The ongoing loss of skeletal muscle is a central event of cancer cachexia, and its consequences include adverse effects on patient’s quality of life and survival. Alpinetin (Alp), a natural plant-derived flavonoid obtained from Alpinia katsumadai Hayata, has been reported to possess potent anti-inflammatory and antitumor activities. This study aimed to explore the therapeutic effect and underlying mechanism of Alp in the prevention of cancer cachexia. We found that Alp (25–100 μM) dose-dependently attenuated Lewis lung carcinoma–conditioned medium-induced C2C12 myotube atrophy and reduced expression of the E3 ligases Atrogin-1 and MuRF1. Moreover, Alp administration markedly improved vital features of cancer cachexia in vivo with visible reduction of the loss of tumor-free body weight and wasting of multiple tissues, including skeletal muscle, epididymal fat, and decreased expression of Atrogin-1 and MuRF1 in cachectic muscle.
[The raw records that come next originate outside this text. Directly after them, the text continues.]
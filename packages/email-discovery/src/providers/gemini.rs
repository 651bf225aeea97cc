//! Gemini `generateContent` with Google Search grounding.

use std::time::{Duration, Instant};

use async_trait::async_trait;
use reqwest::header;
use serde::{Deserialize, Serialize};
use tracing::{debug, warn};

use crate::error::{CollaboratorError, CollaboratorResult};
use crate::security::{ExposeSecret, SecretString};
use crate::traits::search::{BusinessSearch, SearchText};

pub const GEMINI_API_URL: &str = "https://generativelanguage.googleapis.com/v1beta";

const REQUEST_TIMEOUT: Duration = Duration::from_secs(45);

/// Used when a 429 carries no usable `Retry-After`.
const DEFAULT_RETRY_AFTER: Duration = Duration::from_secs(60);

#[derive(Debug, Serialize)]
struct GenerateRequest<'a> {
    contents: Vec<Content<'a>>,
    tools: Vec<Tool>,
}

#[derive(Debug, Serialize)]
struct Content<'a> {
    role: &'static str,
    parts: Vec<Part<'a>>,
}

#[derive(Debug, Serialize)]
struct Part<'a> {
    text: &'a str,
}

#[derive(Debug, Serialize)]
struct Tool {
    google_search: GoogleSearch,
}

#[derive(Debug, Serialize)]
struct GoogleSearch {}

#[derive(Debug, Deserialize)]
struct GenerateResponse {
    #[serde(default)]
    candidates: Vec<Candidate>,
}

#[derive(Debug, Deserialize)]
struct Candidate {
    content: Option<CandidateContent>,
}

#[derive(Debug, Deserialize)]
struct CandidateContent {
    #[serde(default)]
    parts: Vec<CandidatePart>,
}

#[derive(Debug, Deserialize)]
struct CandidatePart {
    text: Option<String>,
}

/// [`BusinessSearch`] backed by Gemini with the `google_search` tool enabled.
#[derive(Clone)]
pub struct GeminiClient {
    http_client: reqwest::Client,
    api_key: SecretString,
    model: String,
    base_url: String,
}

impl GeminiClient {
    pub fn new(api_key: SecretString, model: impl Into<String>) -> Self {
        Self {
            http_client: reqwest::Client::new(),
            api_key,
            model: model.into(),
            base_url: GEMINI_API_URL.to_string(),
        }
    }

    /// Set a custom base URL (proxies, tests).
    pub fn with_base_url(mut self, url: impl Into<String>) -> Self {
        self.base_url = url.into().trim_end_matches('/').to_string();
        self
    }

    pub fn model(&self) -> &str {
        &self.model
    }
}

#[async_trait]
impl BusinessSearch for GeminiClient {
    async fn grounded_business_search(&self, prompt: &str) -> CollaboratorResult<SearchText> {
        let start = Instant::now();
        let request = GenerateRequest {
            contents: vec![Content {
                role: "user",
                parts: vec![Part { text: prompt }],
            }],
            tools: vec![Tool {
                google_search: GoogleSearch {},
            }],
        };

        let response = self
            .http_client
            .post(format!(
                "{}/models/{}:generateContent",
                self.base_url, self.model
            ))
            .header("x-goog-api-key", self.api_key.expose_secret())
            .timeout(REQUEST_TIMEOUT)
            .json(&request)
            .send()
            .await
            .map_err(|e| {
                warn!(error = %e, "Gemini request failed");
                if e.is_timeout() {
                    CollaboratorError::Timeout(REQUEST_TIMEOUT)
                } else {
                    CollaboratorError::from(e)
                }
            })?;

        let status = response.status();
        if status == reqwest::StatusCode::TOO_MANY_REQUESTS {
            let retry_after = response
                .headers()
                .get(header::RETRY_AFTER)
                .and_then(|v| v.to_str().ok())
                .and_then(|v| v.trim().parse::<u64>().ok())
                .map(Duration::from_secs)
                .unwrap_or(DEFAULT_RETRY_AFTER);
            warn!(retry_after_secs = retry_after.as_secs(), "Gemini rate limited");
            return Err(CollaboratorError::RateLimited { retry_after });
        }
        if !status.is_success() {
            let message = response.text().await.unwrap_or_default();
            warn!(status = %status, error = %message, "Gemini API error");
            return Err(CollaboratorError::Api {
                status: status.as_u16(),
                message,
            });
        }

        let body: GenerateResponse = response
            .json()
            .await
            .map_err(|e| CollaboratorError::Parse(e.to_string()))?;

        let text = body
            .candidates
            .into_iter()
            .next()
            .and_then(|c| c.content)
            .map(|content| {
                content
                    .parts
                    .into_iter()
                    .filter_map(|p| p.text)
                    .collect::<Vec<_>>()
                    .join("")
            })
            .filter(|text| !text.trim().is_empty())
            .ok_or_else(|| CollaboratorError::Parse("Gemini returned no text".into()))?;

        debug!(
            model = %self.model,
            duration_ms = start.elapsed().as_millis() as u64,
            chars = text.len(),
            "Gemini grounded search"
        );
        Ok(SearchText { text })
    }
}

#[cfg(test)]
mod tests {
    use super::*;
    use serde_json::json;
    use wiremock::matchers::{body_partial_json, header, method, path};
    use wiremock::{Mock, MockServer, ResponseTemplate};

    fn client(server: &MockServer) -> GeminiClient {
        GeminiClient::new(SecretString::from("g-key"), "gemini-2.0-flash").with_base_url(server.uri())
    }

    #[tokio::test]
    async fn test_grounded_search_joins_parts() {
        let server = MockServer::start().await;
        Mock::given(method("POST"))
            .and(path("/models/gemini-2.0-flash:generateContent"))
            .and(header("x-goog-api-key", "g-key"))
            .and(body_partial_json(json!({"tools": [{"google_search": {}}]})))
            .respond_with(ResponseTemplate::new(200).set_body_json(json!({
                "candidates": [{
                    "content": {"parts": [
                        {"text": "Owner Name: Jane Doe\n"},
                        {"text": "Services: Plumbing"}
                    ]}
                }]
            })))
            .expect(1)
            .mount(&server)
            .await;

        let result = client(&server).grounded_business_search("prompt").await.unwrap();
        assert_eq!(result.text, "Owner Name: Jane Doe\nServices: Plumbing");
    }

    #[tokio::test]
    async fn test_429_is_rate_limited_with_retry_after() {
        let server = MockServer::start().await;
        Mock::given(method("POST"))
            .respond_with(ResponseTemplate::new(429).insert_header("retry-after", "17"))
            .mount(&server)
            .await;

        let err = client(&server).grounded_business_search("p").await.unwrap_err();
        assert!(matches!(
            err,
            CollaboratorError::RateLimited { retry_after } if retry_after == Duration::from_secs(17)
        ));
    }

    #[tokio::test]
    async fn test_429_without_header_uses_default() {
        let server = MockServer::start().await;
        Mock::given(method("POST"))
            .respond_with(ResponseTemplate::new(429))
            .mount(&server)
            .await;

        let err = client(&server).grounded_business_search("p").await.unwrap_err();
        assert!(matches!(
            err,
            CollaboratorError::RateLimited { retry_after } if retry_after == DEFAULT_RETRY_AFTER
        ));
    }

    #[tokio::test]
    async fn test_server_error_and_empty_answer() {
        let server = MockServer::start().await;
        Mock::given(method("POST"))
            .respond_with(ResponseTemplate::new(500).set_body_string("boom"))
            .mount(&server)
            .await;
        let err = client(&server).grounded_business_search("p").await.unwrap_err();
        assert!(matches!(err, CollaboratorError::Api { status: 500, .. }));

        let server = MockServer::start().await;
        Mock::given(method("POST"))
            .respond_with(ResponseTemplate::new(200).set_body_json(json!({"candidates": []})))
            .mount(&server)
            .await;
        let err = client(&server).grounded_business_search("p").await.unwrap_err();
        assert!(matches!(err, CollaboratorError::Parse(_)));
    }
}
Alp suppressed the elevated spleen weight and serum concentrations of tumor necrosis factor-α (TNF-α), interleukin (IL)-1β, and IL-6. Further, Alp treatment remained protective against cancer cachexia in the advanced stage of tumor growth. Molecular docking results suggested that Alp was docked into the active site of PPARγ with the docking score of –7.6 kcal/mol, forming a hydrogen bond interaction with PPARγ protein amino acid residue HIS449 with a bond length of 3.3 Å. Mechanism analysis revealed that Alp activated PPARγ, resulting in the downregulated phosphorylation of NF-κB and STAT3 in vitro and in vivo. PPARγ inhibition induced by GW9662 notably attenuated the improvement of Alp on the above cachexia phenomenon, indicating that PPARγ activation mediated the therapeutic effect of Alp. These findings suggested that Alp might be a potential therapeutic candidate against cancer cachexia.